Good Minds Suggest—Susanna Kearsley's Favorite Historical Fantasies

Posted by Goodreads on December 9, 2013
A former curator at a Canadian history museum, Susanna Kearsley embraces the art world in her latest adventure, The Firebird. Her heroine is a Russian art expert who carefully hides a special talent: When she touches an object, she can see its past. The novel, a companion to the Canadian writer's earlier book, The Winter Sea, mixes history and art with a hint of fantasy as we delve into the origin of a wooden carving that may have belonged to Empress Catherine. Kearsley is known for blending the mysteries of centuries past with unexplained paranormal forces in works such as The Shadowy Horses, The Rose Garden, and Mariana. She also writes thrillers under the name Emma Cole. No matter what the nom de plume, between her pages you'll find time travel, Scottish castles, ghosts, Italian villas, and other delicious elements of modern gothic and romantic suspense.

Kearsley shares her top five historical fantasies, a genre she calls one of her favorites.

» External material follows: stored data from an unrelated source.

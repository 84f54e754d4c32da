use criterion::{criterion_group, criterion_main, Criterion};
use rand::rngs::StdRng;
use rand::SeedableRng;
use sudoku_patterns::{generator, variants, Geometry, Grid};

const CLASSIC: &str = "\
...2...633....54.1..1..398........9....538....3........263..5..5.37....847...1...
..3.2.6..9..3.5..1..18.64....81.29..7.......8..67.82....26.95..8..2.3..9..5.1.3..
4.....8.5.3..........7......2.....6.....8.4......1.......6.3.7.5..2.....1.4......";

fn read_sudokus(geometry: &Geometry, sudokus_str: &str) -> Vec<Grid> {
    sudokus_str
        .lines()
        .map(|line| {
            geometry
                .parse_grid(line)
                .unwrap_or_else(|err| panic!("{:?}", err))
        })
        .collect()
}

fn classic_solve_one(c: &mut Criterion) {
    let geometry = variants::classic();
    geometry.patterns();
    let sudokus = read_sudokus(&geometry, CLASSIC);
    let mut iter = sudokus.iter().cycle();
    c.bench_function("classic_solve_one", |b| {
        b.iter(|| geometry.solve_one(iter.next().unwrap()))
    });
}

fn classic_solve_unique(c: &mut Criterion) {
    let geometry = variants::classic();
    geometry.patterns();
    let sudokus = read_sudokus(&geometry, CLASSIC);
    let mut iter = sudokus.iter().cycle();
    c.bench_function("classic_solve_unique", |b| {
        b.iter(|| geometry.solve_unique(iter.next().unwrap()))
    });
}

fn classic_patterns(c: &mut Criterion) {
    c.bench_function("classic_patterns", |b| {
        b.iter(|| variants::classic().patterns().len())
    });
}

fn anti_knight_patterns(c: &mut Criterion) {
    c.bench_function("anti_knight_patterns", |b| {
        b.iter(|| variants::anti_knight(9, 3, 3).unwrap().patterns().len())
    });
}

fn generate_filled(c: &mut Criterion) {
    let geometry = variants::classic();
    geometry.patterns();
    let mut rng = StdRng::seed_from_u64(0);
    c.bench_function("generate_filled", |b| {
        b.iter(|| generator::generate_filled(&geometry, &mut rng))
    });
}

fn generate_unique_6x6(c: &mut Criterion) {
    let geometry = variants::square(6).unwrap();
    let mut rng = StdRng::seed_from_u64(0);
    c.bench_function("generate_unique_6x6", |b| {
        b.iter(|| generator::generate_unique(&geometry, &mut rng))
    });
}

criterion_group!(
    benches,
    classic_solve_one,
    classic_solve_unique,
    classic_patterns,
    anti_knight_patterns,
    generate_filled,
    generate_unique_6x6,
);
criterion_main!(benches);
//! Every way a single digit can be placed in a grid
//!
//! A pattern picks exactly one cell from every house such that no two picked cells
//! exclude each other. In a solved grid, the cells holding any one digit form a pattern,
//! so the solver can place a digit all at once by choosing one from the catalog.
//! Patterns do not depend on the digit, one catalog serves all of them.

use crate::board::Shading;
use crate::Geometry;
use log::debug;

/// All patterns of a [`Geometry`], computed by [`Geometry::patterns`].
#[derive(Clone, Debug)]
pub struct PatternCatalog {
    patterns: Vec<Shading>,
    // union of the exclusion sets of each pattern's cells
    exclusions: Vec<Shading>,
}

impl PatternCatalog {
    pub(crate) fn enumerate(geometry: &Geometry) -> PatternCatalog {
        let houses = geometry.houses();
        let mut patterns = Vec::new();

        // (next house, cells picked so far, cells still available)
        let mut stack = vec![(0, Shading::empty(geometry.cells()), geometry.all())];
        while let Some((house, picked, available)) = stack.pop() {
            let Some(&cells) = houses.get(house) else {
                patterns.push(picked);
                continue;
            };
            if cells.overlaps(picked) {
                stack.push((house + 1, picked, available));
                continue;
            }
            // reversed, so that lower cells are explored first
            let options: Vec<usize> = (cells & available).iter().collect();
            for &cell in options.iter().rev() {
                let mut next = picked;
                next.insert(cell);
                let mut rest = available.without(*geometry.exclusions_of(cell));
                rest.remove(cell);
                stack.push((house + 1, next, rest));
            }
        }

        let exclusions = patterns
            .iter()
            .map(|pattern| {
                pattern.iter().fold(Shading::empty(geometry.cells()), |acc, cell| {
                    acc | *geometry.exclusions_of(cell)
                })
            })
            .collect();

        debug!(
            "enumerated {} patterns over {} houses and {} constraints",
            patterns.len(),
            houses.len(),
            geometry.constraints().len()
        );

        PatternCatalog {
            patterns,
            exclusions,
        }
    }

    /// Number of patterns.
    pub fn len(&self) -> usize {
        self.patterns.len()
    }

    /// Checks whether no pattern exists. Such a geometry has no solution.
    pub fn is_empty(&self) -> bool {
        self.patterns.is_empty()
    }

    /// The pattern at `index`.
    pub fn get(&self, index: usize) -> Option<Shading> {
        self.patterns.get(index).copied()
    }

    /// The cells that must not hold a digit once it is placed on pattern `index`.
    ///
    /// # Panics
    /// Panics if `index` is out of range.
    pub fn exclusions_of(&self, index: usize) -> Shading {
        self.exclusions[index]
    }

    /// Iterate over all patterns.
    pub fn iter(&self) -> std::slice::Iter<'_, Shading> {
        self.patterns.iter()
    }
}

impl<'a> IntoIterator for &'a PatternCatalog {
    type Item = &'a Shading;
    type IntoIter = std::slice::Iter<'a, Shading>;

    fn into_iter(self) -> Self::IntoIter {
        self.iter()
    }
}
//! The rules of a puzzle: which cells must hold distinct digits and which cells touch
pub mod shapes;

use crate::bitset::Mask;
use crate::board::{Candidate, Grid, Shading, MAX_CELLS, MAX_DIGITS};
use crate::errors::{Contradiction, GeometryError};
use crate::normalize;
use crate::parse_errors::ParseError;
use crate::patterns::PatternCatalog;
use crate::solver::{self, Solutions};
use std::fmt;
use std::sync::OnceLock;

/// The rules of a puzzle.
///
/// A geometry is made of
/// * houses, sets of exactly `digits` cells that hold every digit once,
/// * constraints, sets of cells that must hold distinct digits without having to hold all of them,
///   such as pairs of cells a knight's move apart,
/// * adjacency, pairs of cells that touch. Adjacency does not restrict digits, it is used for
///   connectivity queries on regions.
///
/// From these, every cell gets its exclusion set, the cells that may not share its digit.
/// The catalog of [patterns](Geometry::patterns) is computed on first use and kept for the
/// lifetime of the geometry.
#[derive(Clone)]
pub struct Geometry {
    cells: usize,
    digits: u8,
    houses: Vec<Shading>,
    constraints: Vec<Shading>,
    exclusions: Vec<Shading>,
    neighbors: Vec<Shading>,
    catalog: OnceLock<PatternCatalog>,
}

/// Incrementally declares a [`Geometry`]. Created by [`Geometry::builder`].
///
/// Errors are collected and reported by [`GeometryBuilder::build`].
#[derive(Clone, Debug)]
pub struct GeometryBuilder {
    cells: usize,
    digits: u8,
    houses: Vec<Shading>,
    constraints: Vec<Shading>,
    adjacency: Vec<Shading>,
    error: Option<GeometryError>,
}

impl GeometryBuilder {
    fn check(&mut self, shading: Shading) -> Shading {
        if self.error.is_none() && shading.universe() != self.cells {
            self.error = Some(GeometryError::UniverseMismatch {
                expected: self.cells,
                found: shading.universe(),
            });
        }
        shading
    }

    fn collect(&mut self, cells: impl IntoIterator<Item = usize>) -> Option<Shading> {
        if self.cells > MAX_CELLS {
            return None;
        }
        match Shading::from_cells(self.cells, cells) {
            Ok(shading) => Some(shading),
            Err(err) => {
                self.error.get_or_insert(err.into());
                None
            }
        }
    }

    /// Adds a house.
    pub fn house(mut self, house: Shading) -> Self {
        let house = self.check(house);
        self.houses.push(house);
        self
    }

    /// Adds a house given by its cell addresses.
    pub fn house_cells(mut self, cells: impl IntoIterator<Item = usize>) -> Self {
        if let Some(house) = self.collect(cells) {
            self.houses.push(house);
        }
        self
    }

    /// Adds several houses.
    pub fn houses(self, houses: impl IntoIterator<Item = Shading>) -> Self {
        houses.into_iter().fold(self, Self::house)
    }

    /// Adds a set of cells that must hold distinct digits.
    pub fn constraint(mut self, constraint: Shading) -> Self {
        let constraint = self.check(constraint);
        self.constraints.push(constraint);
        self
    }

    /// Adds several constraints.
    pub fn constraints(self, constraints: impl IntoIterator<Item = Shading>) -> Self {
        constraints.into_iter().fold(self, Self::constraint)
    }

    /// Declares the two cells of `pair` adjacent.
    pub fn adjacency(mut self, pair: Shading) -> Self {
        let pair = self.check(pair);
        self.adjacency.push(pair);
        self
    }

    /// Declares several pairs of cells adjacent.
    pub fn adjacencies(self, pairs: impl IntoIterator<Item = Shading>) -> Self {
        pairs.into_iter().fold(self, Self::adjacency)
    }

    /// Declares the cells `a` and `b` adjacent.
    pub fn adjacent(mut self, a: usize, b: usize) -> Self {
        if let Some(pair) = self.collect([a, b]) {
            self.adjacency.push(pair);
        }
        self
    }

    /// Validates the declarations and derives the exclusion sets.
    pub fn build(self) -> Result<Geometry, GeometryError> {
        let GeometryBuilder {
            cells,
            digits,
            houses,
            constraints,
            adjacency,
            error,
        } = self;

        if cells == 0 || cells > MAX_CELLS {
            return Err(GeometryError::CellCount(cells));
        }
        if digits == 0 || digits > MAX_DIGITS {
            return Err(GeometryError::DigitCount(digits));
        }
        if let Some(err) = error {
            return Err(err);
        }
        if cells % usize::from(digits) != 0 {
            return Err(GeometryError::Indivisible { cells, digits });
        }
        if houses.is_empty() {
            return Err(GeometryError::NoHouses);
        }
        for (index, house) in houses.iter().enumerate() {
            if house.len() != usize::from(digits) {
                return Err(GeometryError::HouseSize {
                    index,
                    size: house.len(),
                    digits,
                });
            }
        }
        let covered = houses
            .iter()
            .fold(Shading::empty(cells), |covered, &house| covered | house);
        if let Some(cell) = (!covered).first() {
            return Err(GeometryError::UncoveredCell(cell));
        }
        for (index, pair) in adjacency.iter().enumerate() {
            if pair.len() != 2 {
                return Err(GeometryError::Adjacency {
                    index,
                    size: pair.len(),
                });
            }
        }

        let exclusions = relate(cells, houses.iter().chain(constraints.iter()));
        let neighbors = relate(cells, adjacency.iter());

        Ok(Geometry {
            cells,
            digits,
            houses,
            constraints,
            exclusions,
            neighbors,
            catalog: OnceLock::new(),
        })
    }
}

// For every cell, the union of all groups containing it, minus the cell itself.
fn relate<'a>(cells: usize, groups: impl Iterator<Item = &'a Shading>) -> Vec<Shading> {
    let mut related = vec![Shading::empty(cells); cells];
    for &group in groups {
        for cell in group {
            related[cell] |= group;
        }
    }
    for (cell, shading) in related.iter_mut().enumerate() {
        shading.remove(cell);
    }
    related
}

impl Geometry {
    /// Starts declaring a geometry with `cells` cells and `digits` digits.
    pub fn builder(cells: usize, digits: u8) -> GeometryBuilder {
        GeometryBuilder {
            cells,
            digits,
            houses: Vec::new(),
            constraints: Vec::new(),
            adjacency: Vec::new(),
            error: None,
        }
    }

    /// Builds a geometry from houses alone. The grid size is taken from the shadings.
    pub fn from_houses(
        digits: u8,
        houses: impl IntoIterator<Item = Shading>,
    ) -> Result<Geometry, GeometryError> {
        let houses: Vec<Shading> = houses.into_iter().collect();
        let cells = houses
            .first()
            .map(Shading::universe)
            .ok_or(GeometryError::NoHouses)?;
        Geometry::builder(cells, digits).houses(houses).build()
    }

    /// Number of cells.
    pub fn cells(&self) -> usize {
        self.cells
    }

    /// Number of digits.
    pub fn digits(&self) -> u8 {
        self.digits
    }

    /// How often each digit appears in a solution.
    pub fn cells_per_digit(&self) -> usize {
        self.cells / usize::from(self.digits)
    }

    /// The houses, in declaration order.
    pub fn houses(&self) -> &[Shading] {
        &self.houses
    }

    /// The constraints, in declaration order.
    pub fn constraints(&self) -> &[Shading] {
        &self.constraints
    }

    /// The shading containing every cell.
    pub fn all(&self) -> Shading {
        Shading::full(self.cells)
    }

    /// All cells that share a house or constraint with `cell`, without `cell` itself.
    ///
    /// # Panics
    /// Panics if `cell` is out of range.
    pub fn exclusions_of(&self, cell: usize) -> &Shading {
        &self.exclusions[cell]
    }

    /// Checks whether `a` and `b` may not hold the same digit.
    pub fn excludes(&self, a: usize, b: usize) -> bool {
        a < self.cells && self.exclusions[a].contains(b)
    }

    /// Every candidate ruled out by placing `candidate`: the same digit in all
    /// excluded cells, and every other digit in the cell itself.
    pub fn exclusion(&self, candidate: Candidate) -> Grid {
        let digit = candidate.digit;
        let mut grid = Grid::expand(
            self.exclusions[candidate.cell],
            self.digits,
            Mask::single(digit),
        );
        grid.set_mask(candidate.cell, Mask::all(self.digits).without(Mask::single(digit)));
        grid
    }

    /// The cells adjacent to `region`, without `region` itself.
    pub fn neighbors_of(&self, region: Shading) -> Shading {
        region
            .iter()
            .fold(Shading::empty(self.cells), |acc, cell| acc | self.neighbors[cell])
            .without(region)
    }

    // Grows `start` within `region` until it stops changing.
    fn flood(&self, start: Shading, region: Shading) -> Shading {
        let mut reached = start;
        loop {
            let next = (reached | self.neighbors_of(reached)) & region;
            if next == reached {
                return reached;
            }
            reached = next;
        }
    }

    /// Checks whether every cell of `region` can be reached from every other one
    /// through adjacent cells of `region`. Empty regions are connected.
    pub fn is_connected(&self, region: Shading) -> bool {
        match region.first() {
            Some(start) => self.flood(Shading::single(self.cells, start), region) == region,
            None => true,
        }
    }

    /// Splits `region` into its connected parts, ordered by their lowest cell.
    pub fn connected_components(&self, region: Shading) -> Vec<Shading> {
        let mut components = Vec::new();
        let mut rest = region;
        while let Some(start) = rest.first() {
            let component = self.flood(Shading::single(self.cells, start), rest);
            rest = rest.without(component);
            components.push(component);
        }
        components
    }

    /// The cells of `region` that can be taken away without disconnecting the rest.
    pub fn periphery_of(&self, region: Shading) -> Shading {
        let mut periphery = Shading::empty(self.cells);
        for cell in region {
            let mut rest = region;
            rest.remove(cell);
            if self.is_connected(rest) {
                periphery.insert(cell);
            }
        }
        periphery
    }

    /// The catalog of every placement of a single digit that satisfies all houses and constraints.
    pub fn patterns(&self) -> &PatternCatalog {
        self.catalog.get_or_init(|| PatternCatalog::enumerate(self))
    }

    /// A grid in which every digit is still possible everywhere.
    pub fn open_grid(&self) -> Grid {
        Grid::open(self.cells, self.digits)
    }

    /// Reads a grid of this geometry's size, see [`Grid::parse`].
    pub fn parse_grid(&self, text: &str) -> Result<Grid, ParseError> {
        Grid::parse(text, self.cells, self.digits)
    }

    /// Checks whether `grid` is completely filled and obeys every house and constraint.
    pub fn is_solution(&self, grid: &Grid) -> bool {
        if grid.cells() != self.cells || grid.digits() != self.digits || !grid.is_filled() {
            return false;
        }
        let houses_complete = self.houses.iter().all(|house| {
            let digits = house.iter().fold(Mask::NONE, |acc, cell| acc | grid.mask(cell));
            digits == Mask::all(self.digits)
        });
        houses_complete
            && (0..self.cells).all(|cell| {
                let mask = grid.mask(cell);
                self.exclusions[cell]
                    .iter()
                    .all(|other| !grid.mask(other).overlaps(mask))
            })
    }

    /// Propagates fixed cells until nothing changes, see [`normalize::normalize`].
    pub fn normalize(&self, grid: &Grid) -> Result<Grid, Contradiction> {
        normalize::normalize(self, grid)
    }

    /// Lazily enumerates up to `limit` solutions of `grid`, see [`solver::solve`].
    pub fn solve<'a>(&'a self, grid: &Grid, limit: usize) -> Solutions<'a> {
        solver::solve(self, grid, limit)
    }

    /// Find up to `limit` solutions and return them.
    pub fn solve_at_most(&self, grid: &Grid, limit: usize) -> Vec<Grid> {
        self.solve(grid, limit).collect()
    }

    /// Find a solution, if one exists.
    pub fn solve_one(&self, grid: &Grid) -> Option<Grid> {
        self.solve(grid, 1).next()
    }

    /// Solve the puzzle if it has exactly one solution.
    pub fn solve_unique(&self, grid: &Grid) -> Option<Grid> {
        let mut solutions = self.solve_at_most(grid, 2);
        match solutions.len() {
            1 => solutions.pop(),
            _ => None,
        }
    }

    /// Counts the number of solutions, up to a maximum of `limit`.
    pub fn count_at_most(&self, grid: &Grid, limit: usize) -> usize {
        self.solve(grid, limit).count()
    }

    /// Checks whether `grid` has exactly one solution.
    pub fn is_uniquely_solvable(&self, grid: &Grid) -> bool {
        self.count_at_most(grid, 2) == 1
    }
}

impl fmt::Debug for Geometry {
    fn fmt(&self, f: &mut fmt::Formatter) -> fmt::Result {
        f.debug_struct("Geometry")
            .field("cells", &self.cells)
            .field("digits", &self.digits)
            .field("houses", &self.houses.len())
            .field("constraints", &self.constraints.len())
            .field("patterns", &self.catalog.get().map(PatternCatalog::len))
            .finish()
    }
}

Thieftaker by D. B. Jackson
"This is one of those books I bought solely because I fell in love with the cover, and then when I sat down to read it I found myself falling in love with this richly mysterious version of prerevolutionary Boston. Thieftaker Ethan Kaille is a man with a murky past whose varied skills as a conjurer don't always endear him to his fellow colonists. They view any use of magic with suspicion and wouldn't hesitate to hang a man for witchcraft. Blending real history with intrigue and spellcasting, Jackson's created compelling historical noir, with a twist."


Stardust by Neil Gaiman
"I absolutely love this book. I came to it backwards, by watching the film first, but Gaiman's incredible prose and the magic he weaves with his words quickly put this one onto my keeper shelf. It had me from the first line: 'There was once a young man who wished to gain his Heart's Desire.' Reading this tale of young Tristan Thorn coming of age as he journeys to capture and bring back a fallen star, crossing the forbidden gap in the wall that divides his Victorian village from what lies beyond in the world of the fae, is as close as I've come to reliving those long-ago days of my childhood when I'd take the red book of fairy tales down from its shelf, wrap myself in a blanket, and lose myself wholly in wonder. It's definitely a fairy tale for adults, touched with darkness, sex, and violence, but… Did I already say I love this book? Trust me on this one. Read it."


His Majesty's Dragon by Naomi Novik
"This was the book that reminded me how much I really liked fantasy. I'd fallen out of reading it for a number of years, until I picked this book up on sale and got swept up in the richly realized world of the Napoleonic Wars…with fighting dragons used as living airships that bond to their 'aviators'—officers they imprint on at hatching. When Captain Will Laurence captures a French frigate that happens to be carrying a rare dragon egg, he chooses the man the dragon will imprint on—only the dragon, as Laurence will learn, has a mind of its own. This book is the first in a series that follows the wartime adventures of Laurence and his dragon, Temeraire. It's a favorite of mine that I recommend often."


Heart of Steel by Meljean Brook
"I was wowed by the first in the Iron Seas series, The Iron Duke—set in steampunk Victorian England with truly superlative world building—in which, as a side event to the main story, an airship captain named Yasmeen tossed an adventurer named Archimedes right over the rails of her ship into dangerous outlands infested with zombies, and left him there. In Heart of Steel Archimedes is back with a hidden agenda, and he and Yasmeen forge an often-uneasy alliance to follow a dangerous path to a treasure. I'm a sucker for a treasure-hunting-road-trip tale told well, and this one didn't disappoint me once. I highly recommend it."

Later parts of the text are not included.